Being Rihanna, it seems, means never having to say you're sorry.
That must come in handy -- especially when you make albums like Unapologetic.
Despite (or perhaps because of) its defiant title, RiRi has plenty to atone for on her seventh album in nearly as many years. Front and centre on her list of sins: Her much-publicized reunion with the universally repugnant Chris Brown. "You'll always be my boy, I'll always be your girl," she promises over the old-school disco groove of Nobody's Business. "Every touch becomes infectious. Let's make out in this Lexus." Yes, do -- that will make it easier for him to drop you off at the ER afterward.
Sadly, it doesn't stop there. Too much of Unapologetic seems keen to exploit Rihanna's abusive past. "Like a bullet, your love hit me to the core; I was flying till you knocked me to the floor," go the lyrics to the lilting reggae of No Love Allowed. "I pray that love don't strike twice," she adds on Love Without Tragedy, which posits that the two go together. Whether this is self-empowerment or Stockholm Syndrome, only she knows. Either way, it makes for uncomfortable listening. And the rest of Unapologetic (due out Tuesday) isn't much more satisfying. The problems:
Too Many Ballads
Unsurprisingly, perhaps, an album apparently spent dwelling on renewed feelings for your abusive ex isn't the most upbeat affair. Nearly half of Unapologetic's 14 songs are ballads. Some like Stay are basic piano laments. Others like Get it Over With are lushly orchestrated. Still others like Diamonds are chilly and electronic, or full-on breast-beaters like What Now. But the bottom line is there are simply too many of them. Does this make Unapologetic her most personal and revealing album? Perhaps. But you could say it's also her most self-indulgent and unenjoyable.
Not Enough Bangers
The flip side of the ballad coin, of course, is that too few songs deliver the energy and attitude fans expect from Rihanna. Opener Fresh (or Phresh, depending on which track list you use) Out the Runway, with its rubbery bass bounce and foul-mouthed lyrics, is obviously meant to lure in listeners. From there, it's a long dry spell until the next oasis -- the dubstep-sprinkled Jump (which borrows from Ginuwine's Pony) and Right Now (which features a guest spot from David Guetta). Toss in Nobody's Business and No Love Allowed and that's all the fun there is.
Too Much Dubstep
Along with Jump and Right Now, two other cuts -- the bombastic What Now and Lost in Paradise -- are dusted with dubstep's woozy wubba-wubba. That's at least two tunes too many for a genre rapidly nearing the end of its shelf life. Granted, nobody has ever considered Rihanna a cutting-edge artist. But until now, she's been adept at setting or at least riding trends. She's already been to the dubstep well. To go back so heavily this time suggests she's losing her touch. At the very least, she should have hired Skrillex.

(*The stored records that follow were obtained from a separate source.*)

//! Configuration loading and root folder resolution

use crate::{Error, Result};
use serde::Deserialize;
use std::path::{Path, PathBuf};
use tracing::{debug, warn};

/// Environment variable overriding the preference root folder
pub const ROOT_FOLDER_ENV: &str = "HYAWAY_ROOT_FOLDER";

/// Default capacity of the in-process broadcast channel
pub const DEFAULT_BROADCAST_CAPACITY: usize = 64;

/// Contents of `config.toml`
///
/// Every field is optional; absent fields fall back to compiled defaults.
#[derive(Debug, Clone, Default, Deserialize, PartialEq)]
#[serde(default, deny_unknown_fields)]
pub struct TomlConfig {
    /// Directory holding persisted preference stores
    pub root_folder: Option<PathBuf>,
    /// Log level used when `RUST_LOG` is not set (e.g. "info", "debug")
    pub log_level: Option<String>,
    /// Capacity of the cross-tab broadcast channel
    pub broadcast_capacity: Option<usize>,
}

impl TomlConfig {
    /// Load the platform config file, or defaults if none exists
    ///
    /// A missing file is not an error (logged at WARN). A file that exists but
    /// does not parse is `Error::Config`.
    pub fn load() -> Result<Self> {
        match config_file_path() {
            Some(path) if path.exists() => Self::load_from(&path),
            Some(path) => {
                warn!("No config file at {}, using defaults", path.display());
                Ok(Self::default())
            }
            None => {
                warn!("Could not determine config directory, using defaults");
                Ok(Self::default())
            }
        }
    }

    /// Load configuration from an explicit TOML file
    pub fn load_from(path: &Path) -> Result<Self> {
        let content = std::fs::read_to_string(path)?;
        let config: TomlConfig = toml::from_str(&content)
            .map_err(|e| Error::Config(format!("{}: {}", path.display(), e)))?;

        if config.broadcast_capacity == Some(0) {
            return Err(Error::Config(format!(
                "{}: broadcast_capacity must be at least 1",
                path.display()
            )));
        }

        debug!("Loaded config from {}", path.display());
        Ok(config)
    }

    /// Log level to use, defaulting to "info"
    pub fn log_level(&self) -> &str {
        self.log_level.as_deref().unwrap_or("info")
    }

    /// Broadcast channel capacity, defaulting to [`DEFAULT_BROADCAST_CAPACITY`]
    pub fn broadcast_capacity(&self) -> usize {
        self.broadcast_capacity.unwrap_or(DEFAULT_BROADCAST_CAPACITY)
    }
}

/// Root folder resolution in priority order:
/// 1. Command-line argument (highest priority)
/// 2. Environment variable
/// 3. TOML config file
/// 4. OS-dependent compiled default (fallback)
#[derive(Debug, Clone)]
pub struct RootFolderResolver {
    env_var_name: String,
    cli_arg: Option<PathBuf>,
    config_value: Option<PathBuf>,
}

impl RootFolderResolver {
    pub fn new(env_var_name: impl Into<String>) -> Self {
        Self {
            env_var_name: env_var_name.into(),
            cli_arg: None,
            config_value: None,
        }
    }

    pub fn with_cli_arg(mut self, path: Option<PathBuf>) -> Self {
        self.cli_arg = path;
        self
    }

    pub fn with_config(mut self, config: &TomlConfig) -> Self {
        self.config_value = config.root_folder.clone();
        self
    }

    pub fn resolve(&self) -> PathBuf {
        if let Some(path) = &self.cli_arg {
            return path.clone();
        }

        if let Ok(path) = std::env::var(&self.env_var_name) {
            if !path.is_empty() {
                return PathBuf::from(path);
            }
        }

        if let Some(path) = &self.config_value {
            return path.clone();
        }

        default_root_folder()
    }
}

/// Platform config file location (`<config dir>/hyaway/config.toml`)
pub fn config_file_path() -> Option<PathBuf> {
    dirs::config_dir().map(|d| d.join("hyaway").join("config.toml"))
}

/// Get OS-dependent default root folder path
pub fn default_root_folder() -> PathBuf {
    dirs::data_local_dir()
        .map(|d| d.join("hyaway"))
        .unwrap_or_else(|| PathBuf::from("./hyaway_data"))
}
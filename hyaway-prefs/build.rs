//! Build script for hyaway-prefs
//!
//! Exposes the short git revision and build profile to the CLI, which logs
//! them at startup.

use std::process::Command;

fn git_revision() -> Option<String> {
    let output = Command::new("git")
        .args(["rev-parse", "--short=8", "HEAD"])
        .output()
        .ok()?;
    if !output.status.success() {
        return None;
    }
    String::from_utf8(output.stdout)
        .ok()
        .map(|s| s.trim().to_string())
        .filter(|s| !s.is_empty())
}

fn main() {
    let revision = git_revision().unwrap_or_else(|| "unknown".to_string());
    let profile = std::env::var("PROFILE").unwrap_or_else(|_| "unknown".to_string());
    let built_on = chrono::Utc::now().format("%Y-%m-%d").to_string();

    println!("cargo:rustc-env=HYAWAY_GIT_REVISION={}", revision);
    println!("cargo:rustc-env=HYAWAY_BUILD_PROFILE={}", profile);
    println!("cargo:rustc-env=HYAWAY_BUILD_DATE={}", built_on);
    println!("cargo:rerun-if-changed=../.git/HEAD");
    println!("cargo:rerun-if-changed=build.rs");
}
//! Persisted preference store
//!
//! A `PreferenceStore<P>` holds one settings domain in memory, keeps it
//! durable through a [`StorageBackend`], and notifies key-level listeners.
//!
//! # Commit order
//!
//! A local change (`update`, `set_key`, `reset`) runs, in order:
//! 1. in-memory mutation
//! 2. synchronous notification of listeners whose key changed
//! 3. persistence write (failures logged and counted, never returned)
//! 4. commit hooks, which the synchronizer uses to broadcast
//!
//! All of this happens before the call returns, under a per-store commit
//! lock, so concurrent writers are persisted and broadcast in the same order
//! they were applied in memory. Remote snapshots applied via `apply_remote`
//! take the same lock and run step 1 and 2 only. Listeners and hooks run
//! inside the commit and must not write to the store that invoked them.
//!
//! # Persisted form
//!
//! `{"state": {<key>: <value>, ...}, "version": N}`. On open each persisted
//! key is merged over the defaults independently; a key that fails to decode
//! keeps its default.

use crate::metadata::{PrefMetadata, Preferences};
use crate::storage::StorageBackend;
use hyaway_common::{Error, Result};
use serde::{Deserialize, Serialize};
use serde_json::{Map, Value};
use std::collections::HashMap;
use std::sync::atomic::{AtomicU64, Ordering};
use std::sync::{Arc, Mutex, MutexGuard, PoisonError, RwLock, Weak};
use tracing::{debug, error, warn};
use uuid::Uuid;

type Fields = Map<String, Value>;
type Listener<P> = Arc<dyn Fn(&P) + Send + Sync>;

/// Callback run after a local commit has been persisted
pub type CommitHook = Arc<dyn Fn(&Commit) + Send + Sync>;

/// A committed local change, as handed to commit hooks
#[derive(Debug, Clone)]
pub struct Commit {
    pub store_name: &'static str,
    pub instance_id: Uuid,
    /// Full persisted-shape state after the change
    pub state: Value,
    pub changed: Vec<String>,
}

#[derive(Serialize)]
struct EnvelopeOut<'a> {
    state: &'a Fields,
    version: u32,
}

#[derive(Deserialize)]
struct EnvelopeIn {
    state: Value,
    #[serde(default)]
    version: u32,
}

struct ListenerEntry<P> {
    /// `None` listens to every key
    key: Option<String>,
    callback: Listener<P>,
}

struct ListenerTable<P> {
    next_id: u64,
    entries: HashMap<u64, ListenerEntry<P>>,
}

impl<P> Default for ListenerTable<P> {
    fn default() -> Self {
        Self {
            next_id: 0,
            entries: HashMap::new(),
        }
    }
}

/// Listener registration handle
///
/// The listener is released when the handle is dropped or `unsubscribe` is
/// called. Keep it alive for as long as the subscriber exists.
#[must_use = "dropping a Subscription unsubscribes immediately"]
pub struct Subscription {
    release: Option<Box<dyn FnOnce() + Send + Sync>>,
}

impl Subscription {
    pub fn unsubscribe(mut self) {
        if let Some(release) = self.release.take() {
            release();
        }
    }
}

impl Drop for Subscription {
    fn drop(&mut self) {
        if let Some(release) = self.release.take() {
            release();
        }
    }
}

impl std::fmt::Debug for Subscription {
    fn fmt(&self, f: &mut std::fmt::Formatter<'_>) -> std::fmt::Result {
        f.debug_struct("Subscription")
            .field("active", &self.release.is_some())
            .finish()
    }
}

/// In-memory, persisted settings for one domain
pub struct PreferenceStore<P: Preferences> {
    instance_id: Uuid,
    storage: Arc<dyn StorageBackend>,
    state: RwLock<P>,
    /// Held from mutation through commit hooks so persisted state, listener
    /// order and broadcasts follow memory order across threads
    commit_lock: Mutex<()>,
    listeners: Arc<Mutex<ListenerTable<P>>>,
    hooks: Mutex<Vec<(Uuid, CommitHook)>>,
    write_failures: AtomicU64,
}

impl<P: Preferences> PreferenceStore<P> {
    /// Open the store, rehydrating synchronously from `storage`
    ///
    /// Fails only when `P` does not serialize to a JSON object, which is a
    /// programming error in the record definition. Unreadable or corrupt
    /// persisted state falls back to defaults.
    pub fn open(storage: Arc<dyn StorageBackend>) -> Result<Arc<Self>> {
        let defaults = to_fields(&P::default()).ok_or_else(|| {
            Error::Config(format!(
                "{}: preference record must serialize to a JSON object",
                P::STORE_NAME
            ))
        })?;

        let state = match storage.read(P::STORE_NAME) {
            Ok(Some(raw)) => decode_envelope::<P>(&raw, &defaults),
            Ok(None) => {
                debug!("{}: no persisted state, using defaults", P::STORE_NAME);
                P::default()
            }
            Err(e) => {
                warn!("{}: failed to read persisted state: {}, using defaults", P::STORE_NAME, e);
                P::default()
            }
        };

        Ok(Arc::new(Self {
            instance_id: Uuid::new_v4(),
            storage,
            state: RwLock::new(state),
            commit_lock: Mutex::new(()),
            listeners: Arc::new(Mutex::new(ListenerTable::default())),
            hooks: Mutex::new(Vec::new()),
            write_failures: AtomicU64::new(0),
        }))
    }

    pub fn name(&self) -> &'static str {
        P::STORE_NAME
    }

    /// Identity of this in-memory instance (one per tab)
    pub fn instance_id(&self) -> Uuid {
        self.instance_id
    }

    /// Current typed state
    pub fn get(&self) -> P {
        self.state.read().unwrap_or_else(PoisonError::into_inner).clone()
    }

    /// Read through a borrow without cloning the record
    pub fn read<R>(&self, f: impl FnOnce(&P) -> R) -> R {
        let guard = self.state.read().unwrap_or_else(PoisonError::into_inner);
        f(&guard)
    }

    /// Current value of one key, `None` for unknown keys
    pub fn get_key(&self, key: &str) -> Option<Value> {
        self.read(|p| to_fields(p).and_then(|mut fields| fields.remove(key)))
    }

    /// Persisted-shape state (a JSON object)
    pub fn snapshot(&self) -> Value {
        Value::Object(self.read(|p| to_fields(p).unwrap_or_default()))
    }

    /// Apply a batched typed mutation
    ///
    /// One call is one logical set: a single persistence write and a single
    /// commit hook run. Returns the keys whose value changed.
    pub fn update(&self, f: impl FnOnce(&mut P)) -> Vec<String> {
        self.commit(|p| {
            f(p);
            Ok(())
        })
        .unwrap_or_default()
    }

    /// Set one key from its wire value
    ///
    /// Rejects unknown keys and values of the wrong wire type. Numeric bounds
    /// are not checked here; see [`Self::set_key_checked`].
    pub fn set_key(&self, key: &str, value: Value) -> Result<()> {
        self.commit(|p| {
            let mut fields = to_fields(p).unwrap_or_default();
            if !fields.contains_key(key) {
                return Err(Error::InvalidInput(format!(
                    "{}: unknown key '{}'",
                    P::STORE_NAME,
                    key
                )));
            }
            fields.insert(key.to_string(), value);
            *p = serde_json::from_value(Value::Object(fields))
                .map_err(|e| Error::InvalidInput(format!("{}: {}", key, e)))?;
            Ok(())
        })
        .map(|_| ())
    }

    /// Set one key after validating it against its metadata bounds
    pub fn set_key_checked(&self, key: &str, value: Value) -> Result<()> {
        let meta = P::describe(key).ok_or_else(|| {
            Error::InvalidInput(format!("{}: unknown key '{}'", P::STORE_NAME, key))
        })?;
        meta.validate(&value).map_err(Error::InvalidInput)?;
        self.set_key(key, value)
    }

    /// Restore every key to its compiled-in default
    pub fn reset(&self) -> Vec<String> {
        self.update(|p| *p = P::default())
    }

    /// Replace state wholesale with a snapshot from another instance
    ///
    /// Notifies listeners of changed keys but neither persists nor runs
    /// commit hooks. Replaying the same snapshot is a no-op. A payload that
    /// is not a JSON object is ignored.
    pub fn apply_remote(&self, state: &Value) -> Vec<String> {
        let Some(remote) = state.as_object() else {
            warn!("{}: ignoring non-object remote state", P::STORE_NAME);
            return Vec::new();
        };
        let Some(defaults) = to_fields(&P::default()) else {
            return Vec::new();
        };
        let incoming: P = merge_over_defaults(remote, &defaults);

        let _commit = lock(&self.commit_lock);
        let (changed, after) = {
            let mut guard = self.state.write().unwrap_or_else(PoisonError::into_inner);
            let before = to_fields(&*guard).unwrap_or_default();
            *guard = incoming;
            let after = to_fields(&*guard).unwrap_or_default();
            (changed_keys(&before, &after), guard.clone())
        };

        if !changed.is_empty() {
            debug!("{}: applied remote state, changed {:?}", P::STORE_NAME, changed);
            self.notify(&changed, &after);
        }
        changed
    }

    /// Listen for changes to one key
    ///
    /// The callback runs inside the commit; writing to this store from it
    /// deadlocks.
    pub fn subscribe(
        &self,
        key: &str,
        callback: impl Fn(&P) + Send + Sync + 'static,
    ) -> Result<Subscription> {
        let known = to_fields(&P::default())
            .map(|fields| fields.contains_key(key))
            .unwrap_or(false);
        if !known {
            return Err(Error::InvalidInput(format!(
                "{}: cannot subscribe to unknown key '{}'",
                P::STORE_NAME,
                key
            )));
        }
        Ok(self.add_listener(Some(key.to_string()), Arc::new(callback)))
    }

    /// Listen for any change to the record
    pub fn subscribe_all(&self, callback: impl Fn(&P) + Send + Sync + 'static) -> Subscription {
        self.add_listener(None, Arc::new(callback))
    }

    pub fn listener_count(&self) -> usize {
        lock(&self.listeners).entries.len()
    }

    /// Register a hook run after each local commit
    ///
    /// Returns `false` without registering if `owner` already has a hook.
    pub fn add_commit_hook(&self, owner: Uuid, hook: CommitHook) -> bool {
        let mut hooks = lock(&self.hooks);
        if hooks.iter().any(|(id, _)| *id == owner) {
            return false;
        }
        hooks.push((owner, hook));
        true
    }

    /// Number of persistence writes that failed since open
    pub fn write_failures(&self) -> u64 {
        self.write_failures.load(Ordering::Relaxed)
    }

    fn add_listener(&self, key: Option<String>, callback: Listener<P>) -> Subscription {
        let id = {
            let mut table = lock(&self.listeners);
            let id = table.next_id;
            table.next_id += 1;
            table.entries.insert(id, ListenerEntry { key, callback });
            id
        };

        let table: Weak<Mutex<ListenerTable<P>>> = Arc::downgrade(&self.listeners);
        Subscription {
            release: Some(Box::new(move || {
                if let Some(table) = table.upgrade() {
                    lock(&table).entries.remove(&id);
                }
            })),
        }
    }

    fn commit(&self, mutate: impl FnOnce(&mut P) -> Result<()>) -> Result<Vec<String>> {
        let _commit = lock(&self.commit_lock);
        let (changed, after, fields) = {
            let mut guard = self.state.write().unwrap_or_else(PoisonError::into_inner);
            let before = to_fields(&*guard).unwrap_or_default();
            let mut next = guard.clone();
            mutate(&mut next)?;
            *guard = next;
            let fields = to_fields(&*guard).unwrap_or_default();
            (changed_keys(&before, &fields), guard.clone(), fields)
        };

        if !changed.is_empty() {
            self.notify(&changed, &after);
        }
        self.persist(&fields);

        let commit = Commit {
            store_name: P::STORE_NAME,
            instance_id: self.instance_id,
            state: Value::Object(fields),
            changed: changed.clone(),
        };
        let hooks: Vec<CommitHook> = lock(&self.hooks).iter().map(|(_, h)| h.clone()).collect();
        for hook in hooks {
            hook(&commit);
        }

        Ok(changed)
    }

    fn notify(&self, changed: &[String], state: &P) {
        let callbacks: Vec<Listener<P>> = lock(&self.listeners)
            .entries
            .values()
            .filter(|entry| match &entry.key {
                Some(key) => changed.iter().any(|c| c == key),
                None => true,
            })
            .map(|entry| entry.callback.clone())
            .collect();

        for callback in callbacks {
            callback(state);
        }
    }

    fn persist(&self, fields: &Fields) {
        let envelope = EnvelopeOut {
            state: fields,
            version: P::VERSION,
        };
        let result = serde_json::to_string(&envelope)
            .map_err(Error::from)
            .and_then(|raw| self.storage.write(P::STORE_NAME, &raw));

        if let Err(e) = result {
            self.write_failures.fetch_add(1, Ordering::Relaxed);
            let failure = Error::PersistenceWrite {
                key: P::STORE_NAME.to_string(),
                reason: e.to_string(),
            };
            warn!("{}; keeping in-memory state", failure);
        }
    }
}
//! Preference metadata and the `Preferences` record trait
//!
//! Each settings domain is a plain serde record. Its metadata table is the
//! single source of truth for key names, descriptions, defaults and the
//! bounds that settings controls enforce.

use serde::de::DeserializeOwned;
use serde::Serialize;
use serde_json::Value;
use std::fmt::Debug;

/// Wire type of a preference value
#[derive(Debug, Clone, Copy, PartialEq, Eq)]
pub enum PrefKind {
    Boolean,
    Number,
    Text,
    /// Enumerated string with the allowed wire values
    Choice(&'static [&'static str]),
}

impl PrefKind {
    pub fn as_str(&self) -> &'static str {
        match self {
            PrefKind::Boolean => "boolean",
            PrefKind::Number => "number",
            PrefKind::Text => "string",
            PrefKind::Choice(_) => "enum",
        }
    }
}

/// Metadata for a single preference key
///
/// # Validator Signature
///
/// All validators have signature `fn(&Value) -> Result<(), String>`.
/// Error messages follow `"{key}: {specific_reason}"`.
///
/// # Example
///
/// ```rust
/// # use hyaway_prefs::metadata::{check_range, PrefKind, PrefMetadata};
/// # use serde_json::json;
/// let meta = PrefMetadata {
///     key: "limit",
///     kind: PrefKind::Number,
///     default_value: "100",
///     description: "Maximum number of files",
///     validation_range: "1-10000",
///     validator: |v| check_range("limit", v, 1.0, 10000.0),
/// };
///
/// assert!(meta.validate(&json!(500)).is_ok());
/// assert!(meta.validate(&json!(0)).is_err());
/// ```
pub struct PrefMetadata {
    pub key: &'static str,
    pub kind: PrefKind,
    pub default_value: &'static str,
    pub description: &'static str,
    pub validation_range: &'static str,
    pub validator: fn(&Value) -> Result<(), String>,
}

impl PrefMetadata {
    pub fn validate(&self, value: &Value) -> Result<(), String> {
        (self.validator)(value)
    }
}

impl Debug for PrefMetadata {
    fn fmt(&self, f: &mut std::fmt::Formatter<'_>) -> std::fmt::Result {
        f.debug_struct("PrefMetadata")
            .field("key", &self.key)
            .field("kind", &self.kind)
            .field("default_value", &self.default_value)
            .field("validation_range", &self.validation_range)
            .finish()
    }
}

/// A typed settings record persisted under one store name
///
/// Implementors must serialize to a JSON object whose fields are the
/// preference keys. Only data fields exist on the record, so persisted state
/// never carries behaviour.
pub trait Preferences:
    Serialize + DeserializeOwned + Default + Clone + PartialEq + Debug + Send + Sync + 'static
{
    /// Persistence key and broadcast topic; unique per backend
    const STORE_NAME: &'static str;

    /// Schema version written into the persisted envelope
    const VERSION: u32 = 0;

    fn metadata() -> &'static [PrefMetadata];

    fn describe(key: &str) -> Option<&'static PrefMetadata> {
        Self::metadata().iter().find(|m| m.key == key)
    }
}

/// Validate a numeric value against an inclusive range
pub fn check_range(key: &str, value: &Value, min: f64, max: f64) -> Result<(), String> {
    let v = value
        .as_f64()
        .ok_or_else(|| format!("{}: expected a number", key))?;
    if !(min..=max).contains(&v) {
        return Err(format!("{}: value {} out of range [{}, {}]", key, v, min, max));
    }
    Ok(())
}

/// Validate that a value is one of the allowed enum strings
pub fn check_choice(key: &str, value: &Value, choices: &[&str]) -> Result<(), String> {
    let v = value
        .as_str()
        .ok_or_else(|| format!("{}: expected a string", key))?;
    if !choices.contains(&v) {
        return Err(format!(
            "{}: '{}' is not one of [{}]",
            key,
            v,
            choices.join(", ")
        ));
    }
    Ok(())
}

pub fn check_bool(key: &str, value: &Value) -> Result<(), String> {
    if value.is_boolean() {
        Ok(())
    } else {
        Err(format!("{}: expected a boolean", key))
    }
}

/// Validate a free-text value by character count
pub fn check_text(key: &str, value: &Value, max_len: usize) -> Result<(), String> {
    let v = value
        .as_str()
        .ok_or_else(|| format!("{}: expected a string", key))?;
    if v.chars().count() > max_len {
        return Err(format!("{}: longer than {} characters", key, max_len));
    }
    Ok(())
}

#[cfg(test)]
mod tests {
    use super::*;
    use serde_json::json;

    #[test]
    fn test_check_range_bounds_inclusive() {
        assert!(check_range("limit", &json!(1), 1.0, 10.0).is_ok());
        assert!(check_range("limit", &json!(10), 1.0, 10.0).is_ok());
        assert!(check_range("limit", &json!(0), 1.0, 10.0).is_err());
        assert!(check_range("limit", &json!(11), 1.0, 10.0).is_err());
    }

    #[test]
    fn test_check_range_error_format() {
        let err = check_range("days", &json!(99), 1.0, 30.0).unwrap_err();
        assert_eq!(err, "days: value 99 out of range [1, 30]");

        let err = check_range("days", &json!("seven"), 1.0, 30.0).unwrap_err();
        assert_eq!(err, "days: expected a number");
    }

    #[test]
    fn test_check_choice() {
        let choices = ["grid", "masonry"];
        assert!(check_choice("layout", &json!("grid"), &choices).is_ok());
        assert!(check_choice("layout", &json!("list"), &choices).is_err());
        assert!(check_choice("layout", &json!(3), &choices).is_err());
    }

    #[test]
    fn test_check_bool_and_text() {
        assert!(check_bool("haptics", &json!(true)).is_ok());
        assert!(check_bool("haptics", &json!("true")).is_err());

        assert!(check_text("pinned_search", &json!("abc"), 3).is_ok());
        assert!(check_text("pinned_search", &json!("abcd"), 3).is_err());
    }
}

Obviously, Brown's presence is the unavoidable turd in the album's punch bowl. But other VIPs don't do much to sweeten the mix. Guetta's garden-variety EDM makes you wonder why he's still a superstar DJ. Newcomers like Future (who croons on Loveeeeeee Song) and Mikky Ekko (who contributes to Stay) acquit themselves well, but don't add star power. Even the mighty Eminem comes off poorly; his typically demented rhyme is sandwiched incongruously into the last minute of the otherwise bland Numb. Which brings us to the album's chief failing:
Too many tracks -- including Numb, Love Without Tragedy and more -- just aren't up to snuff. They're underwritten, one-dimensional and repetitive, with choruses that don't get the job done and arrangements that feel tossed off or thrown together. Maybe this is what happens when you make an album every year. Or maybe she's just off her game. Either way, fans deserve an apology. But they shouldn't hold their breath waiting for it.